[Start of section]
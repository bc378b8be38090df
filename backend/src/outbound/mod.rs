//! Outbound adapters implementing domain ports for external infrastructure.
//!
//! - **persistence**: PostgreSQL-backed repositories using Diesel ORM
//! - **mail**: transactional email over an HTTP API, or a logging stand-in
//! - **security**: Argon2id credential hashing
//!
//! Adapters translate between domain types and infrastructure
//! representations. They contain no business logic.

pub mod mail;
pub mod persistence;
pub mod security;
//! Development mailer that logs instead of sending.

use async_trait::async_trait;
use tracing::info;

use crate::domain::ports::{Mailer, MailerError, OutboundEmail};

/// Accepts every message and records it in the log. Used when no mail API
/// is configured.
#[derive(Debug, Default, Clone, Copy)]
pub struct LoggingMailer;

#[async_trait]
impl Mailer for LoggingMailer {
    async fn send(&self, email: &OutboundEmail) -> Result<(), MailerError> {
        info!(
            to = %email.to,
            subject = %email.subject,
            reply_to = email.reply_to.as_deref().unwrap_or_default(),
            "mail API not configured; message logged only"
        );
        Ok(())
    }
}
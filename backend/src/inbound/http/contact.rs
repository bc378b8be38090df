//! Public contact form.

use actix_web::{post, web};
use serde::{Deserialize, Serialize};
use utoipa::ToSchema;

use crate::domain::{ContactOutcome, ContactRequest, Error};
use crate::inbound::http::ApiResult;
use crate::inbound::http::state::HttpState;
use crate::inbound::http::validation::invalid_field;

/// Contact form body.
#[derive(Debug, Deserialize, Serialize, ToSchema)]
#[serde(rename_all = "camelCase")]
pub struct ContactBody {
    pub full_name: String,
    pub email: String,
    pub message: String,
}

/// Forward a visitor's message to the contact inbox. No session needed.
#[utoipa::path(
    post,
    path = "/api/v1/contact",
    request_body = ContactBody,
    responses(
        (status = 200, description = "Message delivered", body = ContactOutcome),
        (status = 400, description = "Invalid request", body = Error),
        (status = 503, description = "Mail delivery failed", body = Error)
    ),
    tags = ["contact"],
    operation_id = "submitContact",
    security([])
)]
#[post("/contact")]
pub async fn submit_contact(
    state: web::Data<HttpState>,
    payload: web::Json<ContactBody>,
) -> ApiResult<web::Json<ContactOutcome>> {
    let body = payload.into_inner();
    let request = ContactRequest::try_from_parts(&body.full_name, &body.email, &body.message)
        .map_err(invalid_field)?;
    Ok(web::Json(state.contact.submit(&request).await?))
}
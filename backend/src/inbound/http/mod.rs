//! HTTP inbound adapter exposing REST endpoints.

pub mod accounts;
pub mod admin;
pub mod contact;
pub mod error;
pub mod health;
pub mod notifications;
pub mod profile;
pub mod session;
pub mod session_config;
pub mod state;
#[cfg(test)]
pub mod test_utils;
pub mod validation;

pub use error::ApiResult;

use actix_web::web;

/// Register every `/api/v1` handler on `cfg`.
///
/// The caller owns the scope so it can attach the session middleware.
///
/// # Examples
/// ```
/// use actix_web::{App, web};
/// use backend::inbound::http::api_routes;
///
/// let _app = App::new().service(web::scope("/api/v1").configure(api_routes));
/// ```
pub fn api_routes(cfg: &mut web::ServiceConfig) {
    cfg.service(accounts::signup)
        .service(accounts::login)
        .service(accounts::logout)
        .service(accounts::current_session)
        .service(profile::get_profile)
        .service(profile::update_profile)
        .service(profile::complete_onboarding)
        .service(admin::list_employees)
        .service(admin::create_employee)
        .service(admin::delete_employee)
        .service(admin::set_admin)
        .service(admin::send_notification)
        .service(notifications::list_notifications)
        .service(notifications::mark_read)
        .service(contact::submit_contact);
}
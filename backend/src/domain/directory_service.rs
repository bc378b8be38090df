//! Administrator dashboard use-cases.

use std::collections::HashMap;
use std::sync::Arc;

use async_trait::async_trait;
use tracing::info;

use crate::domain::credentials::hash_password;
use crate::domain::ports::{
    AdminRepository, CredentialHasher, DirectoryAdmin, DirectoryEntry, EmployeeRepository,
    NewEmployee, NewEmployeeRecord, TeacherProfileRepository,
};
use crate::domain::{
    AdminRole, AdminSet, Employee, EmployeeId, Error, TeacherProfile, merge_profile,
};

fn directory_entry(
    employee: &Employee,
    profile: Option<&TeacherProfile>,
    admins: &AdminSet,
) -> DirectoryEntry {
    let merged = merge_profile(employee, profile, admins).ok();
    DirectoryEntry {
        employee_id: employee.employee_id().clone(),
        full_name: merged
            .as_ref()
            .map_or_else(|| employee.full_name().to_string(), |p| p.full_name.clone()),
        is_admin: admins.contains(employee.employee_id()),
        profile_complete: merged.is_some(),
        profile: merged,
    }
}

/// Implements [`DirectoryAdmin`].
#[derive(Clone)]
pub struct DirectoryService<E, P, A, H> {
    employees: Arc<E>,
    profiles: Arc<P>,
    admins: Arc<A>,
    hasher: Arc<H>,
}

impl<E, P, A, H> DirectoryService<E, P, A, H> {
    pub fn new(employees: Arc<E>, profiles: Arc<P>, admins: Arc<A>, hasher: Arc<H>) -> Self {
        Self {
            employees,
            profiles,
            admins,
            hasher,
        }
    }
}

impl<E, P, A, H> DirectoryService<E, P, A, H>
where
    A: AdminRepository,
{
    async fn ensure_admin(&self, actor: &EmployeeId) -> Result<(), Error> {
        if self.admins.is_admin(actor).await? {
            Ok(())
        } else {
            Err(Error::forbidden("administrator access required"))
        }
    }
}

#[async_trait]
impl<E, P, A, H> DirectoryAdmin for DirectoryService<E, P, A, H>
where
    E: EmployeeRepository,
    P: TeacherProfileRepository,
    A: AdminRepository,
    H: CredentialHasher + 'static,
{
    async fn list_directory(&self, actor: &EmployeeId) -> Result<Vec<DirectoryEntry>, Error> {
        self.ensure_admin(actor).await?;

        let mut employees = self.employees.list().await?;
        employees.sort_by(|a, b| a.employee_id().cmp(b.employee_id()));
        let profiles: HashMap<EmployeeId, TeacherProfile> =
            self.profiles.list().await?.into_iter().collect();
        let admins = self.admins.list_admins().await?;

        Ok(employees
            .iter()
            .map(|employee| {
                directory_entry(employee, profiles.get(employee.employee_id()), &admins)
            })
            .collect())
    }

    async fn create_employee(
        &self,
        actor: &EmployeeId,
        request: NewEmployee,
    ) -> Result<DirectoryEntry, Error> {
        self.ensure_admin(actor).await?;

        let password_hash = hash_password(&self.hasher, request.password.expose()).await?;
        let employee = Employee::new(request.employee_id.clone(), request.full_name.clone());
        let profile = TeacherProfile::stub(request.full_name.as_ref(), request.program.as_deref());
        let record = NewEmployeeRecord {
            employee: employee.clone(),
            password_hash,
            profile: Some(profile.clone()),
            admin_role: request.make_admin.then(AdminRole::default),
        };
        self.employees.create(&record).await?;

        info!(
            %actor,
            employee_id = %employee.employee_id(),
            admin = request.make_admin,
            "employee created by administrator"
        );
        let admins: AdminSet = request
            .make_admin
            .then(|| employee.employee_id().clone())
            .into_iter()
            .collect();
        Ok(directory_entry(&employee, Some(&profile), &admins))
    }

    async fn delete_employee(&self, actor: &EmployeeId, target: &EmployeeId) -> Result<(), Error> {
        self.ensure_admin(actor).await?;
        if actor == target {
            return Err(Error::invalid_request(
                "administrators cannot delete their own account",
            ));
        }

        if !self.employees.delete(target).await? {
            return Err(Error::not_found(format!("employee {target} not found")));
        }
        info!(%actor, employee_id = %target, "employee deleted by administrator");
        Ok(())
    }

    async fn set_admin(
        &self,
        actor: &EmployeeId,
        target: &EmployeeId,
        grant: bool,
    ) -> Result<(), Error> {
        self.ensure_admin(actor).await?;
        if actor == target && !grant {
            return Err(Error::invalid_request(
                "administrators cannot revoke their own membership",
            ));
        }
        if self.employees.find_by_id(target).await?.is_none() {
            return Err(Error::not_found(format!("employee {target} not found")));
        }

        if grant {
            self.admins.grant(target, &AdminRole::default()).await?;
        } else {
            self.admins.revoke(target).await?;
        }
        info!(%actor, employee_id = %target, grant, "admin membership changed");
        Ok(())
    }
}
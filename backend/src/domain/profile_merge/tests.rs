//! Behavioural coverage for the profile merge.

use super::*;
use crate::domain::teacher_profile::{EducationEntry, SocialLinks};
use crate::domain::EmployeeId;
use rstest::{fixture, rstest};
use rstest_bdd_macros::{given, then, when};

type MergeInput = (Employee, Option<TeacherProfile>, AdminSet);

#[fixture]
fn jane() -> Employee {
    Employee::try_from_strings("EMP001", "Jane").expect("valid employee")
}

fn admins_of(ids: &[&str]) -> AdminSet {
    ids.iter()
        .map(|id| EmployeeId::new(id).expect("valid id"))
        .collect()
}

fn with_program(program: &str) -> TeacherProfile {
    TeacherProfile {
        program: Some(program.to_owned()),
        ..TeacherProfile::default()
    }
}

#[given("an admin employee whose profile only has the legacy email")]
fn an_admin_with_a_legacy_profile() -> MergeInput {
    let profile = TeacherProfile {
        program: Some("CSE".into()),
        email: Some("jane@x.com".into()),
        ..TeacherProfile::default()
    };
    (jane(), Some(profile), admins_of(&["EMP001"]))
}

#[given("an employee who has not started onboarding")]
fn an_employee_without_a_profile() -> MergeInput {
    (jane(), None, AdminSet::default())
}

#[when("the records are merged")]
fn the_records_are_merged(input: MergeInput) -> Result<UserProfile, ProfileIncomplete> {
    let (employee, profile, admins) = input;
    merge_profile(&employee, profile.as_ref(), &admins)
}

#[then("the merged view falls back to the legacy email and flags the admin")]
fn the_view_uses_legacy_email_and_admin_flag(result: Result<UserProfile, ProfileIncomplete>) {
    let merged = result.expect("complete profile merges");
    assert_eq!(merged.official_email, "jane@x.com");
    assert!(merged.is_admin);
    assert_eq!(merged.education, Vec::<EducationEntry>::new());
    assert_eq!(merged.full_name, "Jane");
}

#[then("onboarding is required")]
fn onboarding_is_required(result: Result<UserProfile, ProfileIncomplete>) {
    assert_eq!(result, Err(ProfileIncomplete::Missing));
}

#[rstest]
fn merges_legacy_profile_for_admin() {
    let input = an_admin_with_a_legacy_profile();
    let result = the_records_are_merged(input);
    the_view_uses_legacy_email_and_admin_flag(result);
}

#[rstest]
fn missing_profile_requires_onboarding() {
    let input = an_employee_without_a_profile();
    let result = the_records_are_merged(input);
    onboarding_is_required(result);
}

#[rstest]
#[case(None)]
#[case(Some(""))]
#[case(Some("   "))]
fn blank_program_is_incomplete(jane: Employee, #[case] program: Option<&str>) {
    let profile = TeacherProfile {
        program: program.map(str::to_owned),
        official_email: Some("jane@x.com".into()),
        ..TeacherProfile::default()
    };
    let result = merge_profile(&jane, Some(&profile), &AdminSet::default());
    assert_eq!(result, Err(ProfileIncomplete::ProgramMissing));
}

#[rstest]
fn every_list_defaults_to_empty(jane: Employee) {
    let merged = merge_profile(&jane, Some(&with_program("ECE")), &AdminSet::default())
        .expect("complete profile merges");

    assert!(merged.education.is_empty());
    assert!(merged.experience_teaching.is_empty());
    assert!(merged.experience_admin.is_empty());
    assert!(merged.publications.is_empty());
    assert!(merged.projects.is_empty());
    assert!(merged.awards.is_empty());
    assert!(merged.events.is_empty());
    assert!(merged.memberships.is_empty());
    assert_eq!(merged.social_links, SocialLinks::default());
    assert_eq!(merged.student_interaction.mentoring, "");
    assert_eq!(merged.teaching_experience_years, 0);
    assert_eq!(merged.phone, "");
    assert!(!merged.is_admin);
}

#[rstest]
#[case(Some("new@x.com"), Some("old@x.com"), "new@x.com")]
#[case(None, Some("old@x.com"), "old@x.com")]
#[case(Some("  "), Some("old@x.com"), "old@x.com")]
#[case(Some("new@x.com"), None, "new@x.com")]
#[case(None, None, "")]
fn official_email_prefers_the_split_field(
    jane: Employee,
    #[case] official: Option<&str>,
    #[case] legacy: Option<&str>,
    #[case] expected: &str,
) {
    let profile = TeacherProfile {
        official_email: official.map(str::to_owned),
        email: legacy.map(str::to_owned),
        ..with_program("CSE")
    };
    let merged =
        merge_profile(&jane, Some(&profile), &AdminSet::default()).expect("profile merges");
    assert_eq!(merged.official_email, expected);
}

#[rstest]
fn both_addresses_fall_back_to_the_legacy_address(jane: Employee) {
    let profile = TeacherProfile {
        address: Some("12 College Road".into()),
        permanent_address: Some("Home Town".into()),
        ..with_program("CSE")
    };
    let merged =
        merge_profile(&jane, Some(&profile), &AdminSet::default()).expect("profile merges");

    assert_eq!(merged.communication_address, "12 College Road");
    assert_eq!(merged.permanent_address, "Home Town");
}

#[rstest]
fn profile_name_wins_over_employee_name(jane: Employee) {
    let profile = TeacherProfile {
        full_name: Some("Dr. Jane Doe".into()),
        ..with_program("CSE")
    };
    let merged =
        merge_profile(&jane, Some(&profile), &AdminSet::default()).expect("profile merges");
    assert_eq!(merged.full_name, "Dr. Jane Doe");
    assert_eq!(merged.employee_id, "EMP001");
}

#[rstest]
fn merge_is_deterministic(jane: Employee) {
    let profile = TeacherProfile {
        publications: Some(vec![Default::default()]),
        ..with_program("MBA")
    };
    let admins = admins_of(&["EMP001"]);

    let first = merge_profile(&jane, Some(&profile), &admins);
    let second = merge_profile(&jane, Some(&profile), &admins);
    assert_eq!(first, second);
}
[End of section]
● ASSIGNED TASK
Output should match, line for line, the stretch of the material above from the line holding "the session middleware." through the line holding "pub fn api_routes(cfg: &mut".

● EXERCISE OUTPUT
/// The caller owns the scope so it can attach the session middleware.
///
/// # Examples
/// ```
/// use actix_web::{App, web};
/// use backend::inbound::http::api_routes;
///
/// let _app = App::new().service(web::scope("/api/v1").configure(api_routes));
/// ```
pub fn api_routes(cfg: &mut web::ServiceConfig) {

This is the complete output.